(Items from a dataset)
════════════════════

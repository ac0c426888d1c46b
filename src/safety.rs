//! Path-relationship policy checks, run before any mutating operation.
//!
//! A target nested inside (or wrapping) the manager or game root would let a
//! deployment or clean destroy its own sources; a target that looks like a
//! live game or store installation must never be emptied. Violations refuse
//! the run before any work starts.

use std::path::{Path, PathBuf};

use anyhow::Result;

use crate::config::{Config, STATE_DIR_NAME, paths::PROFILE_DIR_NAME};
use crate::error::EngineError;

/// Files identifying a store-client or live game installation.
const LIVE_INSTALL_MARKERS: &[&str] = &[
    "steam.exe",
    "Steam.dll",
    "Galaxy64.dll",
    "Galaxy.dll",
    "steam_api64.dll",
    "steam_api.dll",
];

/// Canonicalize a path for comparison, tolerating nonexistent paths.
fn canonical(path: &Path) -> PathBuf {
    dunce::canonicalize(path).unwrap_or_else(|_| path.to_path_buf())
}

/// Whether `child` is `parent` or nested anywhere beneath it.
#[must_use]
pub fn is_inside(child: &Path, parent: &Path) -> bool {
    canonical(child).starts_with(canonical(parent))
}

/// Whether the target carries the engine's own markers, identifying a tree
/// we built before and may safely rebuild or clean.
#[must_use]
pub fn is_recognized_target(target_root: &Path) -> bool {
    target_root.join(STATE_DIR_NAME).exists() || target_root.join(PROFILE_DIR_NAME).exists()
}

/// Refuse unsafe path relationships between the three roots.
///
/// # Errors
///
/// Returns [`EngineError::UnsafeLayout`] when the target is the manager or
/// game root, nested in either, a parent of either, or looks like a live
/// game/store installation without the engine's own markers.
pub fn ensure_safe_layout(config: &Config) -> Result<()> {
    let target = &config.target_root;

    for (root, label) in [
        (&config.manager_root, "manager root"),
        (&config.game_root, "game root"),
    ] {
        if is_inside(target, root) {
            return Err(EngineError::UnsafeLayout {
                reason: format!("target is the {label} or nested inside it"),
            }
            .into());
        }
        if is_inside(root, target) {
            return Err(EngineError::UnsafeLayout {
                reason: format!("target is a parent of the {label}"),
            }
            .into());
        }
    }

    if !is_recognized_target(target)
        && LIVE_INSTALL_MARKERS
            .iter()
            .any(|marker| target.join(marker).exists())
    {
        return Err(EngineError::UnsafeLayout {
            reason: "target looks like a live game or store installation".to_string(),
        }
        .into());
    }

    Ok(())
}

/// Whether a directory plausibly is a mod manager installation.
#[must_use]
pub fn looks_like_manager_root(path: &Path) -> bool {
    path.join("profiles").is_dir() || path.join("ModOrganizer.exe").exists()
}

/// Whether a directory plausibly is the configured game's installation.
#[must_use]
pub fn looks_like_game_root(config: &Config) -> bool {
    config.game_root.join(config.game.executable).exists()
}

/// Warn-level plausibility probes for the two source roots.
///
/// Missing markers are suspicious but not fatal — a stripped-down manager
/// layout can still be valid — so the result is a list of warnings, not an
/// error.
#[must_use]
pub fn plausibility_warnings(config: &Config) -> Vec<String> {
    let mut warnings = Vec::new();
    if !looks_like_manager_root(&config.manager_root) {
        warnings.push(format!(
            "{} does not look like a mod manager installation (no profiles/ or ModOrganizer.exe)",
            config.manager_root.display()
        ));
    }
    if !looks_like_game_root(config) {
        warnings.push(format!(
            "{} does not contain {}",
            config.game_root.display(),
            config.game.executable
        ));
    }
    warnings
}
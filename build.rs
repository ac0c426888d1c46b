//! Build script: embeds a version string from `MODLINK_VERSION` or `git describe`.

use std::process::Command;

fn main() {
    // Prefer MODLINK_VERSION env var if set (e.g., by CI release workflow),
    // otherwise fall back to git describe for local development builds.
    if let Ok(version) = std::env::var("MODLINK_VERSION") {
        println!("cargo:rustc-env=MODLINK_VERSION={version}");
    } else if let Ok(output) = Command::new("git")
        .args(["describe", "--tags", "--always", "--dirty"])
        .output()
        && output.status.success()
    {
        let version = String::from_utf8_lossy(&output.stdout).trim().to_string();
        println!("cargo:rustc-env=MODLINK_VERSION={version}");
    }

    // Re-run if git HEAD changes or env var changes
    println!("cargo:rerun-if-changed=.git/HEAD");
    println!("cargo:rerun-if-changed=.git/refs/");
    println!("cargo:rerun-if-env-changed=MODLINK_VERSION");
}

════════════════════

WHAT TO WORK ON:
Collect every line above that contains the word "changed".

TASK RESPONSE:
    println!("cargo:rerun-if-changed=.git/HEAD");
    println!("cargo:rerun-if-changed=.git/refs/");
    println!("cargo:rerun-if-env-changed=MODLINK_VERSION");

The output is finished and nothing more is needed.